The 'Greville Memoirs' have rather slumbered of late, but I am gradually screwing up my courage to begin printing, slowly.

We are very well, and spent our Christmas pleasantly in Hampshire, the weather being delightful. London is dark and _un_delightful.

Then the Journal:—

February 24th.—Visit to the Markbys at Oxford. Vespers at New College. Dined at All Souls.

28th.—The Club. I was in the Chair. Mr. Gladstone attended; Lord Derby, Maine, Hewett, Tyndall, Coleridge. Matthew Arnold elected.

March 23rd.—Electrical Exhibition at Crystal Palace, with Dr. Mann.

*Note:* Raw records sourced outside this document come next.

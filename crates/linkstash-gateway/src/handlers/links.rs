use crate::error::Result;
use crate::handlers::{authorize, check_rate_limit};
use crate::model::LinksResponse;
use crate::state::AppState;
use axum::extract::{ConnectInfo, Query, State};
use axum::Json;
use linkstash_cache::SnapshotCache;
use linkstash_core::{ListQuery, SortOrder, StableKey};
use linkstash_guard::IntrusionAttempt;
use serde::Deserialize;
use std::net::SocketAddr;
use tracing::{debug, warn};

/// Query parameters of the listing endpoint. `url` + `title` adds, `delete`
/// removes, `backup` triggers a manual export; the rest shape the listing.
#[derive(Debug, Default, Deserialize)]
pub struct LinksParams {
    pub secret: Option<String>,
    pub sort: Option<SortOrder>,
    pub search: Option<String>,
    pub page: Option<usize>,
    pub url: Option<String>,
    pub title: Option<String>,
    pub delete: Option<String>,
    pub backup: Option<bool>,
}

pub async fn links_handler(
    State(state): State<AppState>,
    ConnectInfo(addr): ConnectInfo<SocketAddr>,
    Query(params): Query<LinksParams>,
) -> Result<Json<LinksResponse>> {
    let client_ip = addr.ip().to_string();
    authorize(
        &state,
        params.secret.as_deref(),
        IntrusionAttempt {
            session_id: StableKey::of_text(&client_ip).to_string(),
            ip_address: client_ip.clone(),
            used_secret: params.secret.clone().unwrap_or_default(),
            submitted_title: params.title.clone().unwrap_or_default(),
            submitted_url: params.url.clone().unwrap_or_default(),
        },
    )
    .await?;
    check_rate_limit(&state.limiter, &client_ip, 60).await?;

    let mut message = None;

    if params.backup == Some(true) {
        state.store.backup(state.notifier.as_ref()).await?;
        message = Some("backup notification sent".to_string());
    }

    if let Some(url) = &params.delete {
        let removed = state.store.delete(url).await?;
        message = Some(if removed > 0 {
            "the url has been deleted".to_string()
        } else {
            "nothing matched the url to delete".to_string()
        });
    }

    if let (Some(url), Some(title)) = (&params.url, &params.title) {
        state.store.add(url, title, &state.blacklist).await?;
        message = Some("the url has been added".to_string());
    }

    // Inline maintenance: retention sweep plus state-file hygiene. Neither
    // failure mode should cost the client their listing.
    if let Err(e) = state.store.sweep(state.notifier.as_ref()).await {
        warn!(error = %e, "retention sweep failed");
    }
    run_hygiene(&state).await;

    let query = ListQuery {
        sort: params.sort.unwrap_or_default(),
        search: params.search.clone(),
        page: params.page.unwrap_or(1),
        page_size: state.page_size,
    };
    let page = state.store.query(&query).await?;
    Ok(Json(LinksResponse::from_page(page, message)))
}

async fn run_hygiene(state: &AppState) {
    match state.cache.evict_idle().await {
        Ok(evicted) if evicted > 0 => debug!(evicted, "evicted idle cache snapshots"),
        Ok(_) => {}
        Err(e) => warn!(error = %e, "cache hygiene failed"),
    }
    for limiter in [&state.limiter, &state.proxy_limiter] {
        match limiter.evict_idle().await {
            Ok(evicted) if evicted > 0 => debug!(evicted, "evicted idle rate-limit counters"),
            Ok(_) => {}
            Err(e) => warn!(error = %e, "rate-limit hygiene failed"),
        }
    }
}
use jiff::SignedDuration;
use linkstash_cache::SnapshotCache;
use linkstash_core::clock::truncate_to_second;
use linkstash_core::{
    filter_by_search, paginate, sanitize_title, validate_url, BackupReason, Blacklist, Clock,
    ExclusiveLock, Favorite, ListQuery, Notifier, Page, Result, SortOrder, StableKey, StoreError,
};
use std::io::ErrorKind;
use std::path::{Path, PathBuf};
use std::sync::Arc;
use tracing::{info, warn};
use typed_builder::TypedBuilder;

const SECONDS_PER_DAY: i64 = 86_400;

/// Configuration for a [`FavoritesStore`].
#[derive(Debug, Clone, TypedBuilder)]
pub struct StoreConfig {
    /// Path of the JSON backing file.
    pub path: PathBuf,
    /// Maximum title length after sanitization.
    #[builder(default = 200)]
    pub max_title_length: usize,
    /// Age in days after which a favorite is marked for deletion.
    #[builder(default = 365)]
    pub retention_days: i64,
    /// Grace window in days between marking and purging.
    #[builder(default = 7)]
    pub grace_days: i64,
}

/// Outcome of a retention sweep.
#[derive(Debug, Clone, Copy, PartialEq, Eq, Default)]
pub struct SweepOutcome {
    /// Entries newly marked for deletion this sweep.
    pub marked: usize,
    /// Entries purged because their grace window elapsed.
    pub purged: usize,
    /// Whether the backup notification went out.
    pub notified: bool,
}

/// The JSON-file-backed favorites store.
///
/// The store is the sole writer of its backing file. Every mutation runs a
/// full read-modify-write under the injected exclusive lock and persists via
/// an atomic write-temp-then-rename; reads go through the snapshot cache and
/// never block on the lock.
pub struct FavoritesStore<C> {
    config: StoreConfig,
    key: StableKey,
    lock: Arc<dyn ExclusiveLock>,
    cache: Arc<C>,
    clock: Arc<dyn Clock>,
}

impl<C: SnapshotCache> FavoritesStore<C> {
    /// Opens the store, creating an empty backing file (mode 0600 on Unix)
    /// if none exists yet.
    pub async fn new(
        config: StoreConfig,
        lock: Arc<dyn ExclusiveLock>,
        cache: Arc<C>,
        clock: Arc<dyn Clock>,
    ) -> Result<Self> {
        if let Some(parent) = config.path.parent() {
            if !parent.as_os_str().is_empty() {
                tokio::fs::create_dir_all(parent).await.map_err(|e| {
                    StoreError::Persistence(format!(
                        "create store dir {}: {}",
                        parent.display(),
                        e
                    ))
                })?;
            }
        }
        create_if_missing(&config.path, b"[]").await?;
        let key = StableKey::of_path(&config.path);
        Ok(Self {
            config,
            key,
            lock,
            cache,
            clock,
        })
    }

    /// The backing file path.
    pub fn path(&self) -> &Path {
        &self.config.path
    }

    /// The cache key derived from the backing file identity.
    pub fn key(&self) -> StableKey {
        self.key
    }

    /// Returns all current favorites in the requested order.
    pub async fn list(&self, order: SortOrder) -> Result<Vec<Favorite>> {
        let mut favorites = self.load().await?;
        if order == SortOrder::Desc {
            favorites.reverse();
        }
        Ok(favorites)
    }

    /// Validates and appends a new favorite.
    ///
    /// Rejects blacklisted hosts and exact (case-sensitive) url duplicates.
    /// The duplicate check runs against a fresh read of the backing file
    /// under the lock, not the cache.
    pub async fn add(&self, url: &str, title: &str, blacklist: &Blacklist) -> Result<Favorite> {
        let parsed = validate_url(url)?;
        let title = sanitize_title(title, self.config.max_title_length)?;
        if blacklist.is_blacklisted(&parsed) {
            return Err(StoreError::Blacklisted(
                parsed.host_str().unwrap_or_default().to_string(),
            ));
        }

        let _guard = self.lock.acquire().await?;
        let mut favorites = self.read_backing().await?;
        if favorites.iter().any(|f| f.url == url) {
            return Err(StoreError::Duplicate(url.to_string()));
        }
        let favorite = Favorite::new(self.clock.now(), title, url);
        favorites.push(favorite.clone());
        self.persist(&favorites).await?;
        info!(url, "favorite added");
        Ok(favorite)
    }

    /// Removes every favorite whose url matches exactly. Idempotent; returns
    /// the removed count.
    pub async fn delete(&self, url: &str) -> Result<usize> {
        let _guard = self.lock.acquire().await?;
        let favorites = self.read_backing().await?;
        let before = favorites.len();
        let retained: Vec<Favorite> = favorites.into_iter().filter(|f| f.url != url).collect();
        let removed = before - retained.len();
        self.persist(&retained).await?;
        if removed > 0 {
            info!(url, removed, "favorite deleted");
        }
        Ok(removed)
    }

    /// Runs the retention pass: marks favorites older than the retention
    /// window for deletion (once), purges favorites whose grace window has
    /// elapsed, and persists the result unconditionally.
    ///
    /// When at least one entry was newly marked, `notifier` fires exactly
    /// once with the persisted snapshot; a notification failure is logged
    /// and does not fail the sweep.
    pub async fn sweep(&self, notifier: &dyn Notifier) -> Result<SweepOutcome> {
        let retention_secs = self.config.retention_days * SECONDS_PER_DAY;
        let grace = SignedDuration::from_secs(self.config.grace_days * SECONDS_PER_DAY);

        let _guard = self.lock.acquire().await?;
        let favorites = self.read_backing().await?;
        let now = self.clock.now();

        let mut outcome = SweepOutcome::default();
        let mut retained = Vec::with_capacity(favorites.len());
        for mut favorite in favorites {
            match favorite.delete_at {
                Some(due) if now >= due => {
                    outcome.purged += 1;
                    continue;
                }
                Some(_) => {}
                None => {
                    let age_secs = now.as_second() - favorite.timestamp.as_second();
                    if age_secs > retention_secs {
                        favorite.delete_at = Some(truncate_to_second(now) + grace);
                        outcome.marked += 1;
                    }
                }
            }
            retained.push(favorite);
        }

        // Unconditional persist: the sweep doubles as a compaction point.
        self.persist(&retained).await?;

        if outcome.marked > 0 {
            match notifier.notify(&retained, BackupReason::ExpiryMarked).await {
                Ok(()) => outcome.notified = true,
                Err(e) => warn!(error = %e, "expiry backup notification failed"),
            }
            info!(
                marked = outcome.marked,
                purged = outcome.purged,
                "retention sweep marked entries"
            );
        } else if outcome.purged > 0 {
            info!(purged = outcome.purged, "retention sweep purged entries");
        }
        Ok(outcome)
    }

    /// Manual export: notifies with the current snapshot. A failed delivery
    /// surfaces to the caller.
    pub async fn backup(&self, notifier: &dyn Notifier) -> Result<()> {
        let snapshot = self.load().await?;
        notifier
            .notify(&snapshot, BackupReason::Manual)
            .await
            .map_err(|e| StoreError::Notification(e.to_string()))
    }

    /// List, search, and paginate composed into one call.
    pub async fn query(&self, query: &ListQuery) -> Result<Page> {
        let favorites = self.list(query.sort).await?;
        let favorites = match &query.search {
            Some(needle) => filter_by_search(favorites, needle),
            None => favorites,
        };
        Ok(paginate(favorites, query.page, query.page_size))
    }

    /// Reads through the snapshot cache, falling back to the backing file.
    async fn load(&self) -> Result<Vec<Favorite>> {
        match self.cache.get(self.key).await {
            Ok(Some(snapshot)) => return Ok(snapshot),
            Ok(None) => {}
            // A broken cache entry degrades to a reload of the backing file.
            Err(e) => warn!(error = %e, "snapshot cache read failed"),
        }
        let snapshot = self.read_backing().await?;
        if let Err(e) = self.cache.put(self.key, &snapshot).await {
            warn!(error = %e, "snapshot cache refresh failed");
        }
        Ok(snapshot)
    }

    async fn read_backing(&self) -> Result<Vec<Favorite>> {
        let bytes = match tokio::fs::read(&self.config.path).await {
            Ok(bytes) => bytes,
            Err(e) if e.kind() == ErrorKind::NotFound => return Ok(Vec::new()),
            Err(e) => {
                return Err(StoreError::Persistence(format!(
                    "read {}: {}",
                    self.config.path.display(),
                    e
                )));
            }
        };
        if bytes.iter().all(u8::is_ascii_whitespace) {
            return Ok(Vec::new());
        }
        // A malformed backing file is a loud error; treating it as empty
        // would discard the whole collection on the next write.
        serde_json::from_slice(&bytes).map_err(|e| {
            StoreError::Persistence(format!(
                "decode {}: {}",
                self.config.path.display(),
                e
            ))
        })
    }

    async fn persist(&self, favorites: &[Favorite]) -> Result<()> {
        let bytes = serde_json::to_vec_pretty(favorites)
            .map_err(|e| StoreError::Persistence(format!("encode favorites: {}", e)))?;
        write_atomic(&self.config.path, &bytes).await?;
        // Write-through: the next read within the TTL window sees this state.
        if let Err(e) = self.cache.put(self.key, favorites).await {
            warn!(error = %e, "snapshot cache write-through failed");
        }
        Ok(())
    }
}

async fn create_if_missing(path: &Path, default_content: &[u8]) -> Result<()> {
    let mut options = tokio::fs::OpenOptions::new();
    options.write(true).create_new(true);
    #[cfg(unix)]
    options.mode(0o600);
    match options.open(path).await {
        Ok(mut file) => {
            use tokio::io::AsyncWriteExt;
            file.write_all(default_content).await.map_err(|e| {
                StoreError::Persistence(format!("initialize {}: {}", path.display(), e))
            })?;
            Ok(())
        }
        Err(e) if e.kind() == ErrorKind::AlreadyExists => Ok(()),
        Err(e) => Err(StoreError::Persistence(format!(
            "create {}: {}",
            path.display(),
            e
        ))),
    }
}

async fn write_atomic(path: &Path, bytes: &[u8]) -> Result<()> {
    let tmp = path.with_extension("tmp");
    tokio::fs::write(&tmp, bytes)
        .await
        .map_err(|e| StoreError::Persistence(format!("write {}: {}", tmp.display(), e)))?;
    #[cfg(unix)]
    {
        use std::os::unix::fs::PermissionsExt;
        let perms = std::fs::Permissions::from_mode(0o600);
        tokio::fs::set_permissions(&tmp, perms).await.map_err(|e| {
            StoreError::Persistence(format!("restrict {}: {}", tmp.display(), e))
        })?;
    }
    tokio::fs::rename(&tmp, path)
        .await
        .map_err(|e| StoreError::Persistence(format!("rename into {}: {}", path.display(), e)))?;
    Ok(())
}
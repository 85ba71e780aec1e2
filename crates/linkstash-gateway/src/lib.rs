//! HTTP surface for the linkstash bookmark tracker.
//!
//! One authenticated endpoint serves the listing and accepts the
//! bookmarklet's add/delete/backup requests; a companion proxy endpoint
//! hands out the raw data files.

pub mod app;
pub mod cli;
pub mod error;
pub mod handlers;
pub mod model;
pub mod notify;
pub mod state;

April 1st.—To Foxholes. Very fine weather. No rain for three months.

To Mr. T. Norton Longman

Foxholes, April 4th.—I like the concluding pages by Froude in the Carlyle book, but I am disappointed in Mrs. Carlyle's letters. They are pleasant and cheery, but there are thousands of women who write as well. As for Carlyle himself, he is odious—arrogance, vanity, self-conceit, ingratitude to old friends—I never thought I should dislike him so much. He seems to have looked at everything the wrong side outwards.